Copiado de Twitter, parece que prevén lo peor.

----------


## Lipzum

Está claro que hay un socavón en el aliviadero principal y provocará un agujero mayor. También está claro que el agua está saliendo por el aliviadero de emergencia, pues el nivel está muy alto, pero, ¿Cómo predicen que la presa va a reventar? Lo del aliviadero no creo que influya en la estructura del cuerpo principal y el aliviadero de emergencia, pues está diseñado para lo que está haciendo...

----------


## F. Lázaro

Se refieren al aliviadero de emergencia, puede venirse abajo por la erosión aguas abajo del mismo.

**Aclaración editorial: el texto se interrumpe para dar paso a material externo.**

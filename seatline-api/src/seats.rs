use axum::{
    extract::{
        rejection::{JsonRejection, PathRejection},
        Path, State,
    },
    http::StatusCode,
    routing::{get, post},
    Json, Router,
};
use chrono::{DateTime, Utc};
use serde::{Deserialize, Serialize};
use seatline_core::{BookingRecord, CandidateData, Gender, RuleViolation, Seat, SeatSide};
use crate::error::AppError;
use crate::state::AppState;

// ============================================================================
// Request/Response Types
// ============================================================================

/// One seat as sent to clients.
#[derive(Debug, Serialize)]
#[serde(rename_all = "camelCase")]
pub struct SeatView {
    pub id: u32,
    pub row: u32,
    pub side: SeatSide,
    pub column: u32,
    pub is_booked: bool,
    #[serde(skip_serializing_if = "Option::is_none")]
    pub gender: Option<Gender>,
    #[serde(skip_serializing_if = "Option::is_none")]
    pub passenger_name: Option<String>,
    #[serde(skip_serializing_if = "Option::is_none")]
    pub registration_no: Option<String>,
    #[serde(skip_serializing_if = "Option::is_none")]
    pub booked_at: Option<DateTime<Utc>>,
}

impl SeatView {
    /// Everything the admin dashboard needs.
    pub fn full(seat: &Seat) -> Self {
        let passenger = seat.passenger.as_ref();
        Self {
            id: seat.id,
            row: seat.position.row,
            side: seat.position.side,
            column: seat.position.column,
            is_booked: seat.is_booked(),
            gender: passenger.map(|p| p.gender),
            passenger_name: passenger.map(|p| p.full_name.clone()),
            registration_no: passenger.map(|p| p.registration_no.clone()),
            booked_at: passenger.map(|p| p.booked_at),
        }
    }

    /// Public grid: occupancy and gender only, plus the name of male passengers.
    pub fn public(seat: &Seat) -> Self {
        let passenger = seat.passenger.as_ref();
        Self {
            passenger_name: passenger
                .filter(|p| p.gender == Gender::Male)
                .map(|p| p.full_name.clone()),
            registration_no: None,
            booked_at: None,
            ..Self::full(seat)
        }
    }
}

#[derive(Debug, Serialize)]
pub struct SeatMapResponse {
    pub seats: Vec<SeatView>,
}

#[derive(Debug, Deserialize)]
#[serde(rename_all = "camelCase")]
pub struct BookSeatRequest {
    pub seat_id: Option<i64>,
    #[serde(flatten)]
    pub passenger: CandidateData,
}

#[derive(Debug, Serialize)]
pub struct BookSeatResponse {
    pub success: bool,
    pub booking: BookingRecord,
}

pub fn routes() -> Router<AppState> {
    Router::new()
        .route("/v1/seats", get(list_seats))
        .route("/v1/seats/{seat_id}", get(get_seat))
        .route("/v1/bookings", post(book_seat))
}

// ============================================================================
// Handlers
// ============================================================================

/// GET /v1/seats
async fn list_seats(State(state): State<AppState>) -> Result<Json<SeatMapResponse>, AppError> {
    let seats = state.seats.seat_map().await?;
    Ok(Json(SeatMapResponse {
        seats: seats.iter().map(SeatView::public).collect(),
    }))
}

/// GET /v1/seats/{seat_id}
async fn get_seat(
    State(state): State<AppState>,
    seat_id: Result<Path<i64>, PathRejection>,
) -> Result<Json<SeatView>, AppError> {
    let Path(seat_id) = seat_id?;
    let seat = state.seats.seat(seat_id).await?;
    Ok(Json(SeatView::public(&seat)))
}

/// POST /v1/bookings
async fn book_seat(
    State(state): State<AppState>,
    payload: Result<Json<BookSeatRequest>, JsonRejection>,
) -> Result<(StatusCode, Json<BookSeatResponse>), AppError> {
    let Json(req) = payload?;
    let seat_id = req.seat_id.ok_or(RuleViolation::MissingFields)?;
    let booking = state.seats.book(seat_id, &req.passenger, Utc::now()).await?;

    Ok((
        StatusCode::CREATED,
        Json(BookSeatResponse {
            success: true,
            booking,
        }),
    ))
}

Si el aliviadero falla, provocará una avalancha de agua tremenda que inundará muchas poblaciones.











Fuente: Twitter

----------

JMTrigos (14-feb-2017),Jonasino (14-feb-2017)

----------


## F. Lázaro

http://internacional.elpais.com/inte...01_654768.html




> *Trabajos a la desesperada para vaciar y reparar la presa dañada en California*
> 
> *Los equipos de emergencia tratan de asegurar el muro en peligro antes de que llegue una nueva tormenta el jueves. 
> 188.000 personas permanecen fuera de sus casas*
> 
>  Pablo Ximénez de Sandoval
> Los Ángeles 14 FEB 2017 - 14:48 CET	
> 
> 
> ...

----------

HUESITO (15-feb-2017),Jonasino (14-feb-2017)

----------


## Jonasino

Encuentro que es un buen artículo y bastante descriptivo.

----------


## Lipzum

> Se refieren al aliviadero de emergencia, puede venirse abajo por la erosión aguas abajo del mismo.
> 
> Si el aliviadero falla, provocará una avalancha de agua tremenda que inundará muchas poblaciones.
> 
> 
> 
> 
> 
> 
> ...


Así si, pensaba que solo había un problema en el principal. Así y todo, creo que lo tienen controlado, ahora solo queda rebajar el nivel del agua por el principal hasta tener buen margen.

Un saludo

----------